KEINE EINIGUNG, oil/acrylic on canvas, 2 x 180 x 100 cm, 2004

Keine Einigung (2004, trans. No Agreement) of Fischer derives its name foremost from the dichotomy characteristic of its diptych: as the two panels represent parts of a whole, this binary structure evokes the notion of the “individual” as a split “dividual.” While the painting is structurally split, the lover and the beloved remain inseparable no matter how terminal the cut has been. With interlaced and interwoven branches and limbs marking a duality, Keine Einigung is conceptually reminiscent of Picasso’s Girl Before a Mirror of 1932 for instance, or perhaps Magritte’s The Lovers of 1928, where two lovers are in a room kissing with their heads covered in cloth.

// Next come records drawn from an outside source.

//! Turn processing - resolves each intent of a turn and joins the outcomes

use crate::command::outcome::TurnResult;
use crate::command::resolver::IntentResolver;
use crate::core::types::Intent;
use crate::store::EventStore;

/// Processes the ordered intents of one user turn
pub struct TurnProcessor<'a> {
    resolver: IntentResolver<'a>,
}

impl<'a> TurnProcessor<'a> {
    pub fn new(store: &'a dyn EventStore) -> Self {
        Self {
            resolver: IntentResolver::new(store),
        }
    }

    /// Resolve every intent in order, one fragment per intent
    ///
    /// Intents are independent: a failure in one never stops the rest, and
    /// fragments keep the input order.
    pub fn process_turn(&self, utterance: Option<&str>, intents: &[Intent]) -> TurnResult {
        let fragments = intents
            .iter()
            .map(|intent| self.resolver.resolve(intent, utterance))
            .collect();

        let result = TurnResult { fragments };
        tracing::debug!(
            intents = intents.len(),
            dispositions = ?result.dispositions(),
            "Turn processed"
        );
        result
    }
}

#[cfg(test)]
mod tests {
    use super::*;
    use crate::command::outcome::Disposition;
    use crate::core::types::{Event, IntentAction};
    use crate::store::InMemoryEventStore;

    #[test]
    fn test_empty_turn() {
        let store = InMemoryEventStore::new();
        let result = TurnProcessor::new(&store).process_turn(Some("hello"), &[]);
        assert!(result.is_empty());
        assert_eq!(result.text(), "");
    }

    #[test]
    fn test_mixed_turn_keeps_order() {
        let store = InMemoryEventStore::new();
        let intents = vec![
            Intent::new(
                IntentAction::Create,
                Event::new()
                    .with_title("Workout")
                    .with_date("2025-09-26")
                    .with_time("19:00"),
            ),
            Intent::new(IntentAction::Read, Event::new().with_date("2025-09-27")),
            Intent::new(IntentAction::Delete, Event::new().with_title("Nothing")),
        ];

        let result = TurnProcessor::new(&store).process_turn(None, &intents);

        assert_eq!(
            result.dispositions(),
            vec![Disposition::Success, Disposition::Success, Disposition::Failure]
        );
        assert_eq!(result.text().split("\n\n").count(), 3);
    }

    #[test]
    fn test_earlier_create_visible_to_later_read() {
        let store = InMemoryEventStore::new();
        let event = Event::new()
            .with_title("Dinner")
            .with_date("2025-09-26")
            .with_time("20:00");
        let intents = vec![
            Intent::new(IntentAction::Create, event),
            Intent::new(IntentAction::Read, Event::new().with_date("2025-09-26")),
        ];

        let result = TurnProcessor::new(&store).process_turn(None, &intents);

        assert!(result.fragments[1].text.contains("20:00 → Dinner"));
    }
}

There is another structuralist aspect to Keine Einigung that begins with a purely formalistic given: each of the four corners of the pictorial field is bisected by the contours of modeled figures that extend themselves to encounter other figures across the pictorial field. Devoid of any horizontals or verticals, except for the inherent edges of the two canvases, these purely biomorphic, diagonal and oblique tissues have impersonated the Klein Group and the L Schema, only now there is an amorphousness of logic, a central vertical fissure, a simultaneous embracement and deformation of structuralism’s logical square through uncanny recessions and protrusions. In this sense, as Roland Barthes refers to “The Big Toe” of George Bataille, the painting’s meaning “rests on a peculiar, anomalous paradigm, since it is ternary.”[11] Having interlocked the binary opposition of “illusion/abstraction,” Keine Einigung calls upon the complex term “both illusion and abstraction,” while it simultaneously encroaches upon the neutral term “neither illusion nor abstraction” as a space for the precariousness of meaning, evoking yet again the concept of Bakhtin’s polyglossia—the plurality of meanings.

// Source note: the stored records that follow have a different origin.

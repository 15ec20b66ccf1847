//! Intent extraction: user text in, structured intents out

pub mod client;
pub mod context;
pub mod parser;

pub use client::LlmClient;
pub use context::ScheduleContext;
pub use parser::{parse_classification, IntentClassifier, JsonClassifier, LlmClassifier};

Lit brightly from the upper left, Keine Einigung presents itself as an abstracted fragment of The Consequences of War (1637) of Peter Paul Rubens. Through an uncanny set of associations and substitutions, the baffling yellow figure of Fischer’s left canvas translates as the tragic figure of Europe, raised her arms towards the heavens in desperation and mourning. The baroque coloration of both panels is coupled with rococo tints across the lower right, within sharp contours and a compressed space. It is the oddity of expressionistic colors suspended loosely within their sharp borderlines that escalates the work’s dichotomy, for it is simultaneously engineered and open, self-referential and ambiguous. Keine Einigung has no specific agreements with a signified. It is a domain of referents that continue shifting based on the spectator’s “point of focus”: as a whole it is a highly optical, abstracted trompe l’oeil; zeroing in upon its parts infects it thoroughly with the haptic.[12]  

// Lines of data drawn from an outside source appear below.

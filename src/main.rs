//! Schedule Assistant - Entry Point
//!
//! Interactive chat loop: reads a line, classifies it into calendar intents,
//! resolves them against the configured event store and prints the reply.
//! Without an API key the loop accepts raw classifier JSON instead of text.

use clap::Parser;
use schedule_assistant::assistant::Assistant;
use schedule_assistant::core::config::{AssistantConfig, StoreBackend};
use schedule_assistant::core::error::Result;
use schedule_assistant::core::types::Intent;
use schedule_assistant::llm::{IntentClassifier, JsonClassifier, LlmClassifier, LlmClient, ScheduleContext};
use schedule_assistant::store::open_store;

use std::future::Future;
use std::io::{self, Write};
use std::path::PathBuf;
use tokio::runtime::Runtime;
use tracing_subscriber::EnvFilter;

/// Natural language scheduling assistant
#[derive(Parser, Debug)]
#[command(name = "schedule-assistant")]
#[command(about = "Manage a calendar by typing requests in plain language")]
struct Args {
    /// TOML config file
    #[arg(long, short = 'c')]
    config: Option<PathBuf>,

    /// Event store backend (overrides the config file)
    #[arg(long, value_enum)]
    store: Option<StoreBackend>,

    /// SQLite database path (implies --store sqlite)
    #[arg(long)]
    db: Option<PathBuf>,
}

/// Model-backed classification, or raw JSON when no model is configured
enum Classifier {
    Llm(LlmClassifier),
    Json(JsonClassifier),
}

impl IntentClassifier for Classifier {
    fn classify(&self, input: &str) -> impl Future<Output = Vec<Intent>> + Send {
        async move {
            match self {
                Classifier::Llm(c) => c.classify(input).await,
                Classifier::Json(c) => c.classify(input).await,
            }
        }
    }
}

fn main() -> Result<()> {
    let args = Args::parse();

    let mut config = match &args.config {
        Some(path) => AssistantConfig::load(path)?,
        None => AssistantConfig::default(),
    };
    if let Some(backend) = args.store {
        config.store.backend = backend;
    }
    if let Some(path) = args.db {
        config.store.backend = StoreBackend::Sqlite;
        config.store.path = path;
    }
    config.validate()?;

    let filter = EnvFilter::try_from_default_env()
        .unwrap_or_else(|_| EnvFilter::new(&config.logging.filter));
    tracing_subscriber::fmt()
        .with_env_filter(filter)
        .with_writer(io::stderr)
        .init();

    tracing::info!("Schedule assistant starting...");

    // Create the async runtime for LLM calls
    let rt = Runtime::new()?;

    let store = open_store(&config.store)?;

    let classifier = match LlmClient::from_config(&config.llm) {
        Ok(client) => {
            tracing::info!(model = client.model(), "Using LLM classifier");
            let context = ScheduleContext::for_today(store.as_ref());
            Classifier::Llm(LlmClassifier::new(client, context))
        }
        Err(e) => {
            tracing::warn!(error = %e, "No LLM available - expecting classifier JSON as input");
            Classifier::Json(JsonClassifier)
        }
    };
    let json_mode = matches!(classifier, Classifier::Json(_));

    let mut assistant = Assistant::new(classifier, store);

    println!("\n=== SCHEDULE ASSISTANT ===");
    if json_mode {
        println!("Paste classifier JSON, e.g.");
        println!(r#"  {{"actions": [{{"action": "read", "event": {{"date": "2025-09-26"}}}}]}}"#);
    } else {
        println!("Tell me what to add, show, change or remove.");
    }
    println!("Type 'quit' to exit.");
    println!();

    loop {
        print!("> ");
        io::stdout().flush()?;

        let mut input = String::new();
        if io::stdin().read_line(&mut input)? == 0 {
            break;
        }
        let input = input.trim();

        if input.is_empty() {
            continue;
        }

        if input == "quit" || input == "q" {
            break;
        }

        // Refresh date and upcoming events before each model call
        let context = ScheduleContext::for_today(assistant.store());
        if let Classifier::Llm(c) = assistant.classifier_mut() {
            c.set_context(context);
        }

        let reply = rt.block_on(assistant.handle_input(input));
        println!("{}", reply);
        println!();
    }

    drop(assistant.close());
    println!("\nGoodbye!");
    Ok(())
}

EXOSEPT II, oil/acrylic on canvas, 150 x 150 cm, 2005

A painting from a series Fischer executed in 2005 is Exosept II. Tranquil, agile, elongated lavender-blue pebbles have grasped a vivid red dendrite that has proliferated itself. In its composition, austerely modeled organic units are schematized within a vertiginous centrifugal rhythm. The yellows, reds, blues, mauves, and greens of Keine Einigung have been subdued or departed from the arena of Exosept II, leaving behind a cool sterility. In tandem with and to the left of the red figure is a silver companion of it, yet another dendrite entangling and being entangled by the red one. Within this abstract tableau the beholder may thematize a series of projections, only to be trapped within a lexical taxonomy: the whimsical, the animate, the inanimate, the cellular, the frozen, the ungraspable, the aesthetic. The rustic wall on the left proffers its tangibility, one that is not purely absent from the solid rocks and pebbles. In doing so, Fischer gives rise to a pictorial materialization of an imaginary exocept (an unconscious pattern of body movements) that is pressing upon the simultaneity of cognition and recognition, suspended between the conscious and unconscious through its psychedelic radiance and cool viscerality. In Exosept II Caravaggio has reworked Franstišek Kupka’s Amorpha, Fugue in Two Colors of 1912. This painting of Kupka, exhibited publicly first at the Salon d’Automne in 1912 in Paris, is often considered to be the first nonfigurative painting. Despite the absence of Caravaggeque techniques in Kupka’s paintings, he was drawn to Baroque and Johann Sebastian Bach, along with the celestial motions of the planets. It is unfeasible to detach Fischer’s work from both Baroque visuality and symbolism, particularly that of celestial motions. The illusory plasticity of Exosept II longs to extinguish the vacuity of historicopolitical legitimacy of methods of pictorial representation, suspending the spectator between a keyboard concerto of Bach and Eon Blue Apocalypse of Tool…  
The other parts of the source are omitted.